It is absolutely selfish, very empty, but not false, and at least not full of false effort. It’s a sort of crazy-sensible.
— D.H. Lawrence, on Los Angeles
Los Angeles by Night
Seen from an approaching aircraft that is gradually losing altitude, the nighttime illumination of Los Angeles looks like a magical image. Later, on the streets of the city, that same light seems pallid and sickly to me, an unnatural brightness in which the green lawns and bushes in the front yards of the houses look as if they were made of plastic.

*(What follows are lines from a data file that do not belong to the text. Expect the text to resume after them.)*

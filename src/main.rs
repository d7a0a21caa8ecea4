use clap::{Parser, Subcommand};

mod cmd;
mod runner;
mod schema;
mod tools;
mod transport;
mod utils;

use cmd::{ConnectArgs, RunArgs};

/// climcp - simple MCP connector CLI
///
/// Commands:
///   climcp connect <target...>              Interactive session against an MCP server
///   climcp run <target> [tool] [args...]    Single-shot tool invocation
///
/// Targets:
///   Local command (spawned):   "npx -y @modelcontextprotocol/server-everything"
///   Streamable HTTP URL:       https://host/mcp
///   SSE URL (deprecated):      sse://host/sse, sse+https://host/sse
///
/// Payloads:
///   JSON5 object literal:      { path: '.', recursive: true }
///   Query-style pairs:         path=. recursive=true user.name="Jo Doe"
///
/// Global flags:
///   -v / -vv        Increase verbosity
///   -q / --quiet    Errors only
///
/// Examples:
///   climcp connect npx -y @modelcontextprotocol/server-filesystem .
///   climcp run "npx -y @modelcontextprotocol/server-filesystem ." list_directory path=.
///   echo '{ path: "." }' | climcp run "npx -y @modelcontextprotocol/server-filesystem ." list_directory
#[derive(Parser, Debug)]
#[command(
    name = "climcp",
    version,
    about = "Simple MCP connector CLI",
    propagate_version = true,
    disable_help_subcommand = true
)]
pub struct Cli {
    /// Increase verbosity (-v, -vv)
    #[arg(short, long, action = clap::ArgAction::Count, global = true)]
    verbose: u8,

    /// Silence all non-error output
    #[arg(short, long, global = true)]
    quiet: bool,

    #[command(subcommand)]
    command: Commands,
}

#[derive(Subcommand, Debug)]
pub enum Commands {
    /// Open an interactive session against an MCP server
    Connect(ConnectArgs),

    /// Invoke one tool (or list tools) and exit
    Run(RunArgs),
}

fn main() {
    let cli = Cli::parse();

    let level = utils::derive_level(cli.verbose, cli.quiet);
    utils::init_logging(level);

    let result = match cli.command {
        Commands::Connect(args) => cmd::execute_connect(args),
        Commands::Run(args) => cmd::execute_run(args),
    };

    let code = match result {
        Ok(code) => code,
        Err(e) => {
            eprintln!("{e:#}");
            cmd::EXIT_USAGE
        }
    };
    std::process::exit(code);
}
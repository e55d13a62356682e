// This Source Code Form is subject to the terms of the Mozilla Public
// License, v. 2.0. If a copy of the MPL was not distributed with this
// file, You can obtain one at https://mozilla.org/MPL/2.0/.

//! Face anchors
//!
//! An anchor names the face of a box nearest to a picked point and where on
//! that face the point sits, as two small fractions along the face's tangent
//! axes:
//!
//! ```text
//! <FrontFace_1/2Height_1/3Width>
//! <LeftFace_1/1Height_0/1Depth>
//! <TopFace_3/4Depth_1/2Width>
//! ```
//!
//! Anchors are write-only labels; nothing parses them back into points.

use crate::config::ClassifierConfig;
use crate::error::Result;
use crate::extents::BoxExtents;
use crate::face::{axis_label, nearest_face, FaceType};
use crate::rational::{approximate, Fraction};
use nalgebra::Point3;
use std::fmt;

/// Nearest face and in-face position of a local point
#[derive(Debug, Clone, Copy, PartialEq)]
#[cfg_attr(feature = "serde", derive(serde::Serialize, serde::Deserialize))]
#[cfg_attr(feature = "serde", serde(rename_all = "camelCase"))]
pub struct Anchor {
    pub face: FaceType,
    /// Clamped fraction along the first tangent axis
    pub param1: f64,
    /// Clamped fraction along the second tangent axis
    pub param2: f64,
    pub fraction1: Fraction,
    pub fraction2: Fraction,
}

impl Anchor {
    /// Anchor a point in the box-local frame
    pub fn locate(
        point: &Point3<f64>,
        extents: &BoxExtents,
        config: &ClassifierConfig,
    ) -> Result<Self> {
        extents.validate()?;

        let (face, _) = nearest_face(point, extents);
        let (param1, param2) = face.params(point, extents);

        Ok(Self {
            face,
            param1,
            param2,
            fraction1: approximate(param1, config.max_denominator),
            fraction2: approximate(param2, config.max_denominator),
        })
    }

    /// Anchor string, e.g. `<FrontFace_1/2Height_1/2Width>`
    pub fn label(&self) -> String {
        self.to_string()
    }
}

impl fmt::Display for Anchor {
    fn fmt(&self, f: &mut fmt::Formatter<'_>) -> fmt::Result {
        let (first, second) = self.face.tangent_axes();
        write!(
            f,
            "<{}_{}{}_{}{}>",
            self.face,
            self.fraction1,
            axis_label(first),
            self.fraction2,
            axis_label(second)
        )
    }
}

/// Encode a local point as an anchor string with the default denominator limit
pub fn encode_anchor(point: &Point3<f64>, extents: &BoxExtents) -> Result<String> {
    encode_anchor_with(point, extents, &ClassifierConfig::default())
}

pub fn encode_anchor_with(
    point: &Point3<f64>,
    extents: &BoxExtents,
    config: &ClassifierConfig,
) -> Result<String> {
    Anchor::locate(point, extents, config).map(|anchor| anchor.label())
}
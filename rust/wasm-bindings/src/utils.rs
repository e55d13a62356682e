// This Source Code Form is subject to the terms of the Mozilla Public
// License, v. 2.0. If a copy of the MPL was not distributed with this
// file, You can obtain one at https://mozilla.org/MPL/2.0/.

/// Set panic hook for better error messages in the browser
pub fn set_panic_hook() {
    #[cfg(feature = "console_error_panic_hook")]
    console_error_panic_hook::set_once();
}
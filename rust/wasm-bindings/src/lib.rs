// This Source Code Form is subject to the terms of the Mozilla Public
// License, v. 2.0. If a copy of the MPL was not distributed with this
// file, You can obtain one at https://mozilla.org/MPL/2.0/.

//! PartMark WebAssembly Bindings
//!
//! JavaScript/TypeScript API for PartMark built with wasm-bindgen.

use wasm_bindgen::prelude::*;

mod api;
mod utils;

pub use api::{ApiOptions, PartMarkAPI};
pub use utils::set_panic_hook as init_panic_hook;

/// Initialize the WASM module
#[wasm_bindgen(start)]
pub fn init() {
    utils::set_panic_hook();
}

/// Get the version of PartMark
#[wasm_bindgen]
pub fn version() -> String {
    env!("CARGO_PKG_VERSION").to_string()
}
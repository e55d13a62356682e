// This Source Code Form is subject to the terms of the Mozilla Public
// License, v. 2.0. If a copy of the MPL was not distributed with this
// file, You can obtain one at https://mozilla.org/MPL/2.0/.

//! Box faces, nearest-face search and in-face parameters

use crate::axis::Axis;
use crate::extents::BoxExtents;
use crate::rational::clamp_unit;
use crate::tiebreak::first_min;
use nalgebra::Point3;
use std::fmt;

/// One of the six faces of a box
#[derive(Debug, Clone, Copy, PartialEq, Eq, Hash)]
#[cfg_attr(feature = "serde", derive(serde::Serialize, serde::Deserialize))]
pub enum FaceType {
    /// +Z
    FrontFace,
    /// -Z
    BackFace,
    /// -X
    LeftFace,
    /// +X
    RightFace,
    /// -Y
    BottomFace,
    /// +Y
    TopFace,
}

impl FaceType {
    /// Tie-break order for equidistant faces
    pub const ORDER: [FaceType; 6] = [
        FaceType::FrontFace,
        FaceType::BackFace,
        FaceType::LeftFace,
        FaceType::RightFace,
        FaceType::BottomFace,
        FaceType::TopFace,
    ];

    pub fn as_str(&self) -> &'static str {
        match self {
            FaceType::FrontFace => "FrontFace",
            FaceType::BackFace => "BackFace",
            FaceType::LeftFace => "LeftFace",
            FaceType::RightFace => "RightFace",
            FaceType::BottomFace => "BottomFace",
            FaceType::TopFace => "TopFace",
        }
    }

    /// Axis the face is perpendicular to
    pub fn normal_axis(&self) -> Axis {
        match self {
            FaceType::LeftFace | FaceType::RightFace => Axis::X,
            FaceType::BottomFace | FaceType::TopFace => Axis::Y,
            FaceType::FrontFace | FaceType::BackFace => Axis::Z,
        }
    }

    /// The two tangent axes, in anchor order
    pub fn tangent_axes(&self) -> (Axis, Axis) {
        match self.normal_axis() {
            Axis::Z => (Axis::Y, Axis::X),
            Axis::X => (Axis::Y, Axis::Z),
            Axis::Y => (Axis::Z, Axis::X),
        }
    }

    /// Distance from a local point to this face's plane
    pub fn distance(&self, point: &Point3<f64>, extents: &BoxExtents) -> f64 {
        let half = extents.half();
        match self {
            FaceType::FrontFace => (point.z - half.z).abs(),
            FaceType::BackFace => (point.z + half.z).abs(),
            FaceType::LeftFace => (point.x + half.x).abs(),
            FaceType::RightFace => (point.x - half.x).abs(),
            FaceType::BottomFace => (point.y + half.y).abs(),
            FaceType::TopFace => (point.y - half.y).abs(),
        }
    }

    /// Position of a local point within this face, each in `[0, 1]`
    ///
    /// 0 is the negative extreme of the tangent axis, 1 the positive one.
    /// Points off the face are clamped.
    pub fn params(&self, point: &Point3<f64>, extents: &BoxExtents) -> (f64, f64) {
        let (first, second) = self.tangent_axes();
        (
            axis_fraction(first, point, extents),
            axis_fraction(second, point, extents),
        )
    }
}

impl fmt::Display for FaceType {
    fn fmt(&self, f: &mut fmt::Formatter<'_>) -> fmt::Result {
        f.write_str(self.as_str())
    }
}

/// Name of an axis inside an anchor label
pub(crate) fn axis_label(axis: Axis) -> &'static str {
    match axis {
        Axis::X => "Width",
        Axis::Y => "Height",
        Axis::Z => "Depth",
    }
}

fn axis_fraction(axis: Axis, point: &Point3<f64>, extents: &BoxExtents) -> f64 {
    let full = axis.extent(extents);
    let coord = match axis {
        Axis::X => point.x,
        Axis::Y => point.y,
        Axis::Z => point.z,
    };
    clamp_unit((coord + full / 2.0) / full)
}

/// Face whose plane is closest to a local point, with its distance
///
/// Extents are assumed valid. Equidistant faces resolve in the order
/// Front, Back, Left, Right, Bottom, Top.
pub fn nearest_face(point: &Point3<f64>, extents: &BoxExtents) -> (FaceType, f64) {
    first_min(
        FaceType::ORDER
            .iter()
            .map(|face| (*face, face.distance(point, extents))),
    )
    .unwrap_or((FaceType::FrontFace, FaceType::FrontFace.distance(point, extents)))
}
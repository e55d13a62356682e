// This Source Code Form is subject to the terms of the Mozilla Public
// License, v. 2.0. If a copy of the MPL was not distributed with this
// file, You can obtain one at https://mozilla.org/MPL/2.0/.

//! Shape category of a box-shaped part

use crate::config::ClassifierConfig;
use crate::error::Result;
use crate::extents::BoxExtents;
use std::fmt;

/// Coarse shape of a box, derived from the ratios of its extents
#[derive(Debug, Clone, Copy, PartialEq, Eq, Hash)]
#[cfg_attr(feature = "serde", derive(serde::Serialize, serde::Deserialize))]
#[cfg_attr(feature = "serde", serde(rename_all = "lowercase"))]
pub enum ShapeCategory {
    /// One dimension dominates (rod, rail, leg)
    Bar,
    /// One dimension is much thinner than the other two (panel, shelf)
    Board,
    /// Nothing extreme
    Block,
}

impl ShapeCategory {
    pub fn as_str(&self) -> &'static str {
        match self {
            ShapeCategory::Bar => "bar",
            ShapeCategory::Board => "board",
            ShapeCategory::Block => "block",
        }
    }
}

impl fmt::Display for ShapeCategory {
    fn fmt(&self, f: &mut fmt::Formatter<'_>) -> fmt::Result {
        f.write_str(self.as_str())
    }
}

/// Classify a box with the default thresholds
pub fn classify(extents: &BoxExtents) -> Result<ShapeCategory> {
    classify_with(extents, &ClassifierConfig::default())
}

/// Classify a box
///
/// Only the sorted extents matter, so any permutation of the same three
/// values gives the same category. The bar check runs before the board check.
pub fn classify_with(extents: &BoxExtents, config: &ClassifierConfig) -> Result<ShapeCategory> {
    extents.validate()?;
    let [small, mid, large] = extents.sorted();

    let category = if large >= mid * config.bar_ratio {
        ShapeCategory::Bar
    } else if mid >= small * config.board_ratio {
        ShapeCategory::Board
    } else {
        ShapeCategory::Block
    };
    Ok(category)
}
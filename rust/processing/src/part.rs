// This Source Code Form is subject to the terms of the Mozilla Public
// License, v. 2.0. If a copy of the MPL was not distributed with this
// file, You can obtain one at https://mozilla.org/MPL/2.0/.

//! Part inputs and label outputs exchanged with the editor.

use crate::error::{Error, Result};
use partmark_geometry::{
    AxisDescriptor, BoxBounds, BoxExtents, FaceType, LocalFrame, Matrix4, ShapeCategory,
};
use rustc_hash::FxHashMap;
use serde::{Deserialize, Serialize};

/// A box-shaped part as supplied by the scene layer.
#[derive(Debug, Clone, PartialEq, Serialize, Deserialize)]
#[serde(rename_all = "camelCase")]
pub struct Part {
    pub id: u32,
    pub extents: BoxExtents,
    /// Box-local to world matrix, column-major. `None` means the box is
    /// already centered at the world origin.
    #[serde(default)]
    pub transform: Option<[f64; 16]>,
}

impl Part {
    pub fn new(id: u32, extents: BoxExtents) -> Self {
        Self {
            id,
            extents,
            transform: None,
        }
    }

    pub fn with_transform(mut self, transform: [f64; 16]) -> Self {
        self.transform = Some(transform);
        self
    }

    /// Build a part from mesh vertex positions and the mesh's world matrix
    ///
    /// Mesh origins rarely sit at the box centroid, so the centroid offset is
    /// folded into the part transform.
    pub fn from_mesh(id: u32, positions: &[f32], mesh_matrix: Option<&[f64; 16]>) -> Result<Self> {
        let bounds = BoxBounds::from_positions(positions);
        let extents = bounds.extents().map_err(Error::part(id))?;
        let center = bounds.centroid().map_err(Error::part(id))?;

        let mesh_to_world = mesh_matrix
            .map(|m| Matrix4::from_column_slice(m))
            .unwrap_or_else(Matrix4::identity);
        let to_world = mesh_to_world * Matrix4::new_translation(&center.coords);

        let mut transform = [0.0; 16];
        transform.copy_from_slice(to_world.as_slice());

        Ok(Self {
            id,
            extents,
            transform: Some(transform),
        })
    }

    /// Local frame of the part
    pub fn frame(&self) -> Result<LocalFrame> {
        match &self.transform {
            Some(m) => LocalFrame::from_column_major(m).map_err(Error::part(self.id)),
            None => Ok(LocalFrame::identity()),
        }
    }
}

/// Shape label of a part. `axis` is only set for bars.
#[derive(Debug, Clone, PartialEq, Serialize)]
#[serde(rename_all = "camelCase")]
pub struct PartLabel {
    pub id: u32,
    pub category: ShapeCategory,
    #[serde(skip_serializing_if = "Option::is_none")]
    pub axis: Option<AxisDescriptor>,
}

/// One side of a connection: a part and an anchor on one of its faces.
#[derive(Debug, Clone, PartialEq, Serialize)]
#[serde(rename_all = "camelCase")]
pub struct ConnectionEndpoint {
    pub part_id: u32,
    pub face: FaceType,
    pub anchor: String,
}

/// A part that could not be labelled.
#[derive(Debug, Clone, PartialEq, Serialize)]
#[serde(rename_all = "camelCase")]
pub struct PartFailure {
    pub id: u32,
    pub message: String,
}

/// Labels for a batch of parts, in input order.
#[derive(Debug, Clone, Default, Serialize)]
#[serde(rename_all = "camelCase")]
pub struct LabelReport {
    pub labels: Vec<PartLabel>,
    pub failures: Vec<PartFailure>,
}

impl LabelReport {
    pub fn is_complete(&self) -> bool {
        self.failures.is_empty()
    }

    /// Index labels by part id
    pub fn by_id(&self) -> FxHashMap<u32, &PartLabel> {
        self.labels.iter().map(|label| (label.id, label)).collect()
    }

    pub fn to_json(&self) -> Result<String> {
        Ok(serde_json::to_string(self)?)
    }
}
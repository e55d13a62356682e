// This Source Code Form is subject to the terms of the Mozilla Public
// License, v. 2.0. If a copy of the MPL was not distributed with this
// file, You can obtain one at https://mozilla.org/MPL/2.0/.

//! Tunable thresholds for shape classification and anchor fractions

use crate::error::{Error, Result};

/// A box is a bar when its largest extent is at least this many times its middle one.
pub const DEFAULT_BAR_RATIO: f64 = 3.0;

/// A box is a board when its middle extent is at least this many times its smallest one.
pub const DEFAULT_BOARD_RATIO: f64 = 5.0;

/// Largest denominator tried when approximating an in-face fraction.
pub const DEFAULT_MAX_DENOMINATOR: u32 = 10;

/// Classification thresholds
///
/// `Default` yields the values existing anchors and labels were produced with;
/// changing them changes every label downstream.
#[derive(Debug, Clone, Copy, PartialEq)]
#[cfg_attr(feature = "serde", derive(serde::Serialize, serde::Deserialize))]
#[cfg_attr(feature = "serde", serde(default, rename_all = "camelCase"))]
pub struct ClassifierConfig {
    pub bar_ratio: f64,
    pub board_ratio: f64,
    pub max_denominator: u32,
}

impl ClassifierConfig {
    /// Reject thresholds that would make classification or approximation meaningless
    pub fn validate(&self) -> Result<()> {
        if !self.bar_ratio.is_finite() || self.bar_ratio < 1.0 {
            return Err(Error::InvalidConfig(format!(
                "bar ratio must be >= 1, got {}",
                self.bar_ratio
            )));
        }
        if !self.board_ratio.is_finite() || self.board_ratio < 1.0 {
            return Err(Error::InvalidConfig(format!(
                "board ratio must be >= 1, got {}",
                self.board_ratio
            )));
        }
        if self.max_denominator == 0 {
            return Err(Error::InvalidConfig(
                "max denominator must be at least 1".to_string(),
            ));
        }
        Ok(())
    }
}

impl Default for ClassifierConfig {
    fn default() -> Self {
        Self {
            bar_ratio: DEFAULT_BAR_RATIO,
            board_ratio: DEFAULT_BOARD_RATIO,
            max_denominator: DEFAULT_MAX_DENOMINATOR,
        }
    }
}
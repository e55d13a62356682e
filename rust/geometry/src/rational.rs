// This Source Code Form is subject to the terms of the Mozilla Public
// License, v. 2.0. If a copy of the MPL was not distributed with this
// file, You can obtain one at https://mozilla.org/MPL/2.0/.

//! Small-denominator approximation of unit fractions

use std::fmt;

/// A fraction `numerator / denominator`
///
/// Not reduced: the approximation keeps whichever denominator it found first.
#[derive(Debug, Clone, Copy, PartialEq, Eq, Hash)]
#[cfg_attr(feature = "serde", derive(serde::Serialize, serde::Deserialize))]
pub struct Fraction {
    pub numerator: u32,
    pub denominator: u32,
}

impl Fraction {
    #[inline]
    pub fn new(numerator: u32, denominator: u32) -> Self {
        Self {
            numerator,
            denominator,
        }
    }

    #[inline]
    pub fn value(&self) -> f64 {
        self.numerator as f64 / self.denominator as f64
    }
}

impl fmt::Display for Fraction {
    fn fmt(&self, f: &mut fmt::Formatter<'_>) -> fmt::Result {
        write!(f, "{}/{}", self.numerator, self.denominator)
    }
}

/// Closest fraction to `value` with a denominator in `1..=max_denominator`
///
/// `value` is clamped to `[0, 1]` first. The search starts from `1/1` and
/// scans denominators upwards, replacing the current best only on a strictly
/// smaller error, so the smallest denominator reaching the minimum wins.
pub fn approximate(value: f64, max_denominator: u32) -> Fraction {
    let v = clamp_unit(value);

    let mut best = Fraction::new(1, 1);
    let mut best_error = (v - 1.0).abs();

    for denominator in 1..=max_denominator {
        let numerator = (v * denominator as f64).round() as u32;
        let error = (v - numerator as f64 / denominator as f64).abs();
        if error < best_error {
            best = Fraction::new(numerator, denominator);
            best_error = error;
        }
    }

    best
}

/// Clamp to `[0, 1]`, mapping NaN to 0
#[inline]
pub fn clamp_unit(value: f64) -> f64 {
    if value.is_nan() {
        0.0
    } else {
        value.clamp(0.0, 1.0)
    }
}

#[cfg(test)]
mod tests {
    use super::*;

    #[test]
    fn test_thirds() {
        assert_eq!(approximate(1.0 / 3.0, 10).to_string(), "1/3");
        assert_eq!(approximate(0.6667, 10).to_string(), "2/3");
    }

    #[test]
    fn test_smallest_denominator_wins() {
        // 2/4, 3/6, 4/8 and 5/10 are as good as 1/2
        assert_eq!(approximate(0.5, 10), Fraction::new(1, 2));
        assert_eq!(approximate(0.2, 10), Fraction::new(1, 5));
    }

    #[test]
    fn test_extremes() {
        assert_eq!(approximate(1.0, 10), Fraction::new(1, 1));
        assert_eq!(approximate(0.0, 10), Fraction::new(0, 1));
        assert_eq!(approximate(0.04, 10), Fraction::new(0, 1));
        assert_eq!(approximate(0.96, 10), Fraction::new(1, 1));
    }

    #[test]
    fn test_clamps_noise() {
        assert_eq!(approximate(1.0001, 10), Fraction::new(1, 1));
        assert_eq!(approximate(-0.0001, 10), Fraction::new(0, 1));
        assert_eq!(approximate(f64::NAN, 10), Fraction::new(0, 1));
    }

    #[test]
    fn test_denominator_limit() {
        assert_eq!(approximate(0.7, 10), Fraction::new(7, 10));
        assert_eq!(approximate(0.7, 4), Fraction::new(2, 3));
        assert_eq!(approximate(0.7, 1), Fraction::new(1, 1));
    }
}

I LIVED ON GRACE AVENUE, A BLOCK ABOVE THE BOULEVARD IN A CRUMBLING MEDITERRANEAN STYLE BUNGALOW WITH A BEDROOM LINED IN A DECOMPOSING DARK GOLD BROCADE LIT WITH GLOOMY BLUE BARE LIGHT BULBS. I DROVE A BLACK T-TOP CAMARO THAT BLASTED WAGNER, SISTERS OF MERCY, AND MARLENE DIETRICH AND I WORE ALOT OF MAKEUP WITH LONG BLACK LEATHER GLOVES THAT I NEVER TOOK OFF. I WOULD HAUNT SLEAZY HUSTLER BARS IN THE NEIGHBORHOOD LIKE THE SPOTLIGHT CLUB OR THE BLACKLIGHT AND END UP AT CRENSHAW CLUBS LIKE BLACK GAY DISCOS, JEWEL’S CATCH ONE, OR CLUB HORIZON FOR THE LESBIAN STRIPPER NIGHT IMMORTALIZED IN LEILAH WEINRAUB’S DOCUMEaNTERY SHAKEDOWN, AND THE SPANISH-SPEAKING DRAG SHOWS AT THE PLAZA SALON.